Estos prejuicios y violencias también, muchas veces, emergen en el trato directo de funcionarios/as públicos/as, en diferentes ámbitos como espacios educativos, policiales, de la salud, , laborales, municipales, entre otros. Pese a tener una Ley Antidiscriminación y una Ley de Identidad de Género se destaca la inexistencia de una política pública efectiva que garantice un trato igualitario independiente de la orientación sexual e identidad de género.

No podemos exigir que niños/as sean empáticos/as, sin prejuicios, sin estereotipos y que aprendan a tratar a sus pares con respeto, en igualdad y dignidad, si esto no pasa en el Estado y en las entidades -tanto públicas como privadas; si no promovemos un cambio cultural que solidifique una posibilidad de reconocimiento.

Eso no pasó con José Matías. Su madre indicó a la prensa que “siempre se sintió marginado, se notaba que con suerte tenía dos amigas en la sala (…) Pasaba muchas horas en el colegio.

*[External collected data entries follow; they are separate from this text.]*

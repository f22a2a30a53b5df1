//! WebGPU render pipeline for the trail overlay canvas

use thiserror::Error;
use wgpu::util::DeviceExt;

use super::vertex::Vertex;

#[derive(Debug, Error)]
pub enum RenderError {
    #[error("no usable GPU device: {0}")]
    Device(#[from] wgpu::RequestDeviceError),
    #[error("surface offers no texture format")]
    NoSurfaceFormat,
}

/// Overlay render state
pub struct TrailRenderState {
    pub surface: wgpu::Surface<'static>,
    pub device: wgpu::Device,
    pub queue: wgpu::Queue,
    pub config: wgpu::SurfaceConfiguration,
    pub pipeline: wgpu::RenderPipeline,
    pub vertex_buffer: wgpu::Buffer,
    pub vertex_count: u32,
    /// Viewport size in pixels
    pub size: (u32, u32),
}

impl TrailRenderState {
    pub async fn new(
        surface: wgpu::Surface<'static>,
        adapter: &wgpu::Adapter,
        width: u32,
        height: u32,
    ) -> Result<Self, RenderError> {
        let (device, queue) = adapter
            .request_device(&wgpu::DeviceDescriptor {
                label: Some("funzone-trail-device"),
                required_features: wgpu::Features::empty(),
                required_limits: wgpu::Limits::downlevel_webgl2_defaults(),
                memory_hints: Default::default(),
                trace: Default::default(),
                experimental_features: Default::default(),
            })
            .await?;

        let surface_caps = surface.get_capabilities(adapter);
        log::debug!("Surface formats: {:?}", surface_caps.formats);
        log::debug!("Surface alpha modes: {:?}", surface_caps.alpha_modes);

        // Palette colours are already sRGB encoded
        let surface_format = surface_caps
            .formats
            .iter()
            .find(|f| !f.is_srgb())
            .or_else(|| surface_caps.formats.first())
            .copied()
            .ok_or(RenderError::NoSurfaceFormat)?;

        // The overlay must let the page show through
        let alpha_mode = if surface_caps
            .alpha_modes
            .contains(&wgpu::CompositeAlphaMode::PreMultiplied)
        {
            wgpu::CompositeAlphaMode::PreMultiplied
        } else {
            log::warn!("PreMultiplied alpha unavailable, trail overlay may be opaque");
            surface_caps
                .alpha_modes
                .first()
                .copied()
                .unwrap_or(wgpu::CompositeAlphaMode::Auto)
        };

        let config = wgpu::SurfaceConfiguration {
            usage: wgpu::TextureUsages::RENDER_ATTACHMENT,
            format: surface_format,
            width: width.max(1),
            height: height.max(1),
            present_mode: wgpu::PresentMode::AutoVsync,
            alpha_mode,
            view_formats: vec![],
            desired_maximum_frame_latency: 2,
        };
        log::info!(
            "Trail surface {}x{}, {:?}, alpha {:?}",
            config.width,
            config.height,
            surface_format,
            alpha_mode
        );
        surface.configure(&device, &config);

        let shader = device.create_shader_module(wgpu::ShaderModuleDescriptor {
            label: Some("trail_shader"),
            source: wgpu::ShaderSource::Wgsl(include_str!("trail.wgsl").into()),
        });

        let pipeline_layout = device.create_pipeline_layout(&wgpu::PipelineLayoutDescriptor {
            label: Some("trail_pipeline_layout"),
            bind_group_layouts: &[],
            immediate_size: 0,
        });

        let pipeline = device.create_render_pipeline(&wgpu::RenderPipelineDescriptor {
            label: Some("trail_pipeline"),
            layout: Some(&pipeline_layout),
            vertex: wgpu::VertexState {
                module: &shader,
                entry_point: Some("vs_main"),
                buffers: &[Vertex::desc()],
                compilation_options: Default::default(),
            },
            fragment: Some(wgpu::FragmentState {
                module: &shader,
                entry_point: Some("fs_main"),
                targets: &[Some(wgpu::ColorTargetState {
                    format: config.format,
                    // The shader premultiplies
                    blend: Some(wgpu::BlendState::PREMULTIPLIED_ALPHA_BLENDING),
                    write_mask: wgpu::ColorWrites::ALL,
                })],
                compilation_options: Default::default(),
            }),
            primitive: wgpu::PrimitiveState {
                topology: wgpu::PrimitiveTopology::TriangleList,
                strip_index_format: None,
                front_face: wgpu::FrontFace::Ccw,
                cull_mode: None,
                polygon_mode: wgpu::PolygonMode::Fill,
                unclipped_depth: false,
                conservative: false,
            },
            depth_stencil: None,
            multisample: wgpu::MultisampleState::default(),
            multiview_mask: None,
            cache: None,
        });

        let vertex_buffer = device.create_buffer_init(&wgpu::util::BufferInitDescriptor {
            label: Some("trail_vertex_buffer"),
            contents: bytemuck::cast_slice(&[Vertex::new(0.0, 0.0, [0.0; 4])]),
            usage: wgpu::BufferUsages::VERTEX | wgpu::BufferUsages::COPY_DST,
        });

        Ok(Self {
            surface,
            device,
            queue,
            config,
            pipeline,
            vertex_buffer,
            vertex_count: 0,
            size: (width, height),
        })
    }

    pub fn resize(&mut self, new_width: u32, new_height: u32) {
        if new_width > 0 && new_height > 0 {
            self.size = (new_width, new_height);
            self.config.width = new_width;
            self.config.height = new_height;
            self.surface.configure(&self.device, &self.config);
        }
    }

    /// Upload pixel-space vertices and draw them over a transparent clear
    pub fn render(&mut self, vertices: &[Vertex]) -> Result<(), wgpu::SurfaceError> {
        let (w, h) = (self.size.0.max(1) as f32, self.size.1.max(1) as f32);
        let ndc_vertices: Vec<Vertex> = vertices.iter().map(|v| v.to_ndc(w, h)).collect();

        self.vertex_count = ndc_vertices.len() as u32;
        if !ndc_vertices.is_empty() {
            let bytes: &[u8] = bytemuck::cast_slice(&ndc_vertices);
            if bytes.len() as u64 <= self.vertex_buffer.size() {
                self.queue.write_buffer(&self.vertex_buffer, 0, bytes);
            } else {
                self.vertex_buffer =
                    self.device
                        .create_buffer_init(&wgpu::util::BufferInitDescriptor {
                            label: Some("trail_vertex_buffer"),
                            contents: bytes,
                            usage: wgpu::BufferUsages::VERTEX | wgpu::BufferUsages::COPY_DST,
                        });
            }
        }

        let output = self.surface.get_current_texture()?;
        let view = output
            .texture
            .create_view(&wgpu::TextureViewDescriptor::default());

        let mut encoder = self
            .device
            .create_command_encoder(&wgpu::CommandEncoderDescriptor {
                label: Some("trail_encoder"),
            });

        {
            let mut render_pass = encoder.begin_render_pass(&wgpu::RenderPassDescriptor {
                label: Some("trail_pass"),
                color_attachments: &[Some(wgpu::RenderPassColorAttachment {
                    view: &view,
                    resolve_target: None,
                    ops: wgpu::Operations {
                        load: wgpu::LoadOp::Clear(wgpu::Color::TRANSPARENT),
                        store: wgpu::StoreOp::Store,
                    },
                    depth_slice: None,
                })],
                depth_stencil_attachment: None,
                timestamp_writes: None,
                occlusion_query_set: None,
                multiview_mask: None,
            });

            if self.vertex_count > 0 {
                render_pass.set_pipeline(&self.pipeline);
                render_pass.set_vertex_buffer(0, self.vertex_buffer.slice(..));
                render_pass.draw(0..self.vertex_count, 0..1);
            }
        }

        self.queue.submit(std::iter::once(encoder.finish()));
        output.present();

        Ok(())
    }
}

Muchas horas de exponerse a miradas, comentarios burlas. Eso se lo comió”.

El error está en mirar la homo, lesbo o transfobia como fenómenos individuales y psicológicos. Necesitamos un cambio cultural urgente que se impregne en los colegios y ese cambio parte por acciones concretas: educar a profesores y profesoras, funcionarios y funcionarias, directores y directoras sobre las diversas posibilidades de vivir la sexualidad, la identidad sexual y de género.

Y que las circulares del Mineduc se apliquen y dejen de ser letra muerta. Así se podrán ir erradicando las violencias tanto simbólicas como explícitas que reproduce la tiranía del modelo heterosexual y menos niños/as decidirán que no vale la pena seguir viviendo.